## Dataset records:

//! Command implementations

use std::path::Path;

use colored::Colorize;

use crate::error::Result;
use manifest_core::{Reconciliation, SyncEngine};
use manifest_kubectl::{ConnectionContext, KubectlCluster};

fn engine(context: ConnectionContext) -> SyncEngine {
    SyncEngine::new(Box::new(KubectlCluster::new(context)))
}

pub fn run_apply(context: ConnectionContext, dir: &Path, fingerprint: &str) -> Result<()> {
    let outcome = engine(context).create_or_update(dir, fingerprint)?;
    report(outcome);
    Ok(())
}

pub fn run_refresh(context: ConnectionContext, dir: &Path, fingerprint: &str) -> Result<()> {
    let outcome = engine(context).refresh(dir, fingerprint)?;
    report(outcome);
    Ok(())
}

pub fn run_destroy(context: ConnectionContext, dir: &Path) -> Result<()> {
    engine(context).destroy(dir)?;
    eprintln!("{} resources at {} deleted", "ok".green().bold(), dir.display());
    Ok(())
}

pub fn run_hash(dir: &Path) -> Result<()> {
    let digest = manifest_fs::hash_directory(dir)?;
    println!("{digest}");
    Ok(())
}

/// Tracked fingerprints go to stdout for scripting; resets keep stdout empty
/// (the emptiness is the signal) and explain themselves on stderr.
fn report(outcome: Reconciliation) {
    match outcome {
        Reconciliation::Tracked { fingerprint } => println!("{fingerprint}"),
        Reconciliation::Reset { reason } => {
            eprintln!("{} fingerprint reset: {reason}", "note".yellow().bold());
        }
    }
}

## Work instruction:
Could you write out every entry above exactly as it appears?

## Written reply:
//! Command implementations

use std::path::Path;

use colored::Colorize;

use crate::error::Result;
use manifest_core::{Reconciliation, SyncEngine};
use manifest_kubectl::{ConnectionContext, KubectlCluster};

fn engine(context: ConnectionContext) -> SyncEngine {
    SyncEngine::new(Box::new(KubectlCluster::new(context)))
}

pub fn run_apply(context: ConnectionContext, dir: &Path, fingerprint: &str) -> Result<()> {
    let outcome = engine(context).create_or_update(dir, fingerprint)?;
    report(outcome);
    Ok(())
}

pub fn run_refresh(context: ConnectionContext, dir: &Path, fingerprint: &str) -> Result<()> {
    let outcome = engine(context).refresh(dir, fingerprint)?;
    report(outcome);
    Ok(())
}

pub fn run_destroy(context: ConnectionContext, dir: &Path) -> Result<()> {
    engine(context).destroy(dir)?;
    eprintln!("{} resources at {} deleted", "ok".green().bold(), dir.display());
    Ok(())
}

pub fn run_hash(dir: &Path) -> Result<()> {
    let digest = manifest_fs::hash_directory(dir)?;
    println!("{digest}");
    Ok(())
}

/// Tracked fingerprints go to stdout for scripting; resets keep stdout empty
/// (the emptiness is the signal) and explain themselves on stderr.
fn report(outcome: Reconciliation) {
    match outcome {
        Reconciliation::Tracked { fingerprint } => println!("{fingerprint}"),
        Reconciliation::Reset { reason } => {
            eprintln!("{} fingerprint reset: {reason}", "note".yellow().bold());
        }
    }
}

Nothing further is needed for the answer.